Potential improvements to run-tests.py

Gregory Szorc gregory.szorc at gmail.com
Fri Oct 24 11:50:32 CDT 2014


I've been writing a lot of tests for Mozilla's Mercurial infrastructure 
recently [1]. Our test "harness" is a glorified (and very hacky) wrapper 
around run-tests.py [2].

As part of writing all these tests, I've identified a number of areas 
for improving run-tests.py. I hope to find time to contribute some 
patches upstream once things quiet down here. In the mean time, I 
thought I'd send ideas to get people thinking (and possibly to entice 
other contributors).

The common theme for the following improvements is increasing 
re-usability of the test harness. This will enable extension authors and 
other Mercurial users to more easily write tests. Yes, we have cram [3] 
today. But I'm mainly focused on Mercurial. And, I think that with a 
little work, we could refactor Mercurial's testing code to have a 
generic base layer that is effectively cram.

* Ability to declare your own variables for substitutions. When 
comparing output, we substitute variables/strings like $HGPORT. These 
come from a hard-coded list. I want to make it possible for the test to 
define its own variables.

* Consider dynamic port numbers. Once variable substitutions can be 
declared from tests, we don't need to do the silly pre-defined port 
numbers mess ($HGPORT, $HGPORT1, etc). Instead, we can let things bind 
to an open port automatically. This will help prevent failures from 
tests trying to use a port some other program is using or from tests 
that don't clean up well causing cascading test failures.

* Consider a generic "register cleanup" mechanism from .t tests. Many of 
the .t tests I'm writing start Docker containers and stop/remove them 
when the test is complete. If we ctrl+c the test, the containers keep 
running. I'd like to add a mechanism that allows tests to declare what 
cleanup actions to run when the test exists. This is probably "write a 
list of commands to a file which will be executed by the shell." This 
could eventually eliminate $DAEMON_PIDS handling from the test harness 
itself.

* hghave as a module. Calling hghave as a separate process is silly. mpm 
added #require a little while back. run-tests.py should load hghave from 
a module and invoke it as an API.

* Extensible hghave. Downstream test authors may need to write custom 
hghave checks. For example, I added "#require docker." The current 
design of hghave makes this difficult.

* Allow the running of the same .t test from multiple Mercurial versions 
or Python versions, all from the same TestRunner invocation. Currently, 
we can't do this because things like result recording assume the test 
name is globally unique.

* Make it easier to run tests from multiple directories. Our repository 
has many different components and .t tests in various directories. When 
you run a .t test from a child directory, $TESTDIR is the directory 
where the tests started executing from, not where the .t test is. 
Relative paths, etc are a bit wonky, making it a little harder to write 
tests and maintain.

* Consider moving all the testing code into reusable modules. Right now, 
run-tests.py can't be used with "import" (because of the hyphen). There 
are also a handful of support files (hghave.py, heredoctest.py, 
killdaemons.py, silenttestrunner.py, etc) that run-tests assumes are 
importable. I'd like to establishing *mercurial.testing* (or something 
like it) and move all the potentially reusable test code there. 3rd 
party consumers could potentially consume these files from a Mercurial 
install. Or, they could install a separate pypi package containing just 
the testing code. Worst case, they copy a directory from the Mercurial 
source tree.

* Support running via nose. I'd like to be able to run .t tests via 
nose. This requires more refactoring of the unittest-derived classes and 
some layer violations to be cleaned up. Benefits to doing this are 
things like code coverage generation and result capturing could be 
deferred to nose and not implemented in run-tests.py. This may require 
Mercurial to drop Python 2.4/2.5 before this is fully achievable.

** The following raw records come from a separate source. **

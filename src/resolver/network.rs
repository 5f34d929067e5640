//! Network hint normalization
//!
//! Provider tickers encode the network as a short suffix (`usdtbsc`, `usdtarb`).
//! Free-text hints use many spellings for the same network; this table folds
//! them onto the suffix the provider uses.

use std::collections::HashMap;

lazy_static::lazy_static! {
    static ref NETWORK_SYNONYMS: HashMap<&'static str, &'static str> = {
        let mut m = HashMap::new();
        for alias in ["ethereum", "ether", "erc20", "erc-20"] {
            m.insert(alias, "eth");
        }
        for alias in ["binance", "binance smart chain", "bnb chain", "bep20", "bep-20"] {
            m.insert(alias, "bsc");
        }
        for alias in ["polygon", "pos"] {
            m.insert(alias, "matic");
        }
        m.insert("arbitrum", "arb");
        m.insert("optimism", "op");
        m.insert("avalanche", "avax");
        m.insert("solana", "sol");
        m.insert("fantom", "ftm");
        for alias in ["tron", "trc20", "trc-20"] {
            m.insert(alias, "trx");
        }
        m
    };
}

/// Normalize a network hint to the token found in provider tickers.
///
/// Unknown hints are returned lowercased and trimmed, so an already-short hint
/// such as `"arb"` passes through unchanged.
pub fn normalize_network(hint: &str) -> String {
    let lower = hint.trim().to_lowercase();
    if let Some(token) = NETWORK_SYNONYMS.get(lower.as_str()) {
        return token.to_string();
    }

    let stripped = [" network", " chain", " mainnet"]
        .iter()
        .find_map(|suffix| lower.strip_suffix(suffix))
        .map(str::trim)
        .filter(|s| !s.is_empty())
        .unwrap_or(&lower);

    NETWORK_SYNONYMS
        .get(stripped)
        .map(|s| s.to_string())
        .unwrap_or_else(|| stripped.to_string())
}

* Better handle varying output from different Mercurial versions. The 
test harness I built runs tests against Mercurial 2.5.4 through @ 
(because I want to test extensions against all the versions users could 
be running). The output of some Mercurial commands has changed over that 
time. e.g. 3.2 adds the "entering bookmark" messages. I don't like 
|>/dev/null| because that undermines some of the utility of a test. I 
think we may need to introduce a "this output is optional" syntax or 
something similar.

I know I have more ideas. But these are the major ones.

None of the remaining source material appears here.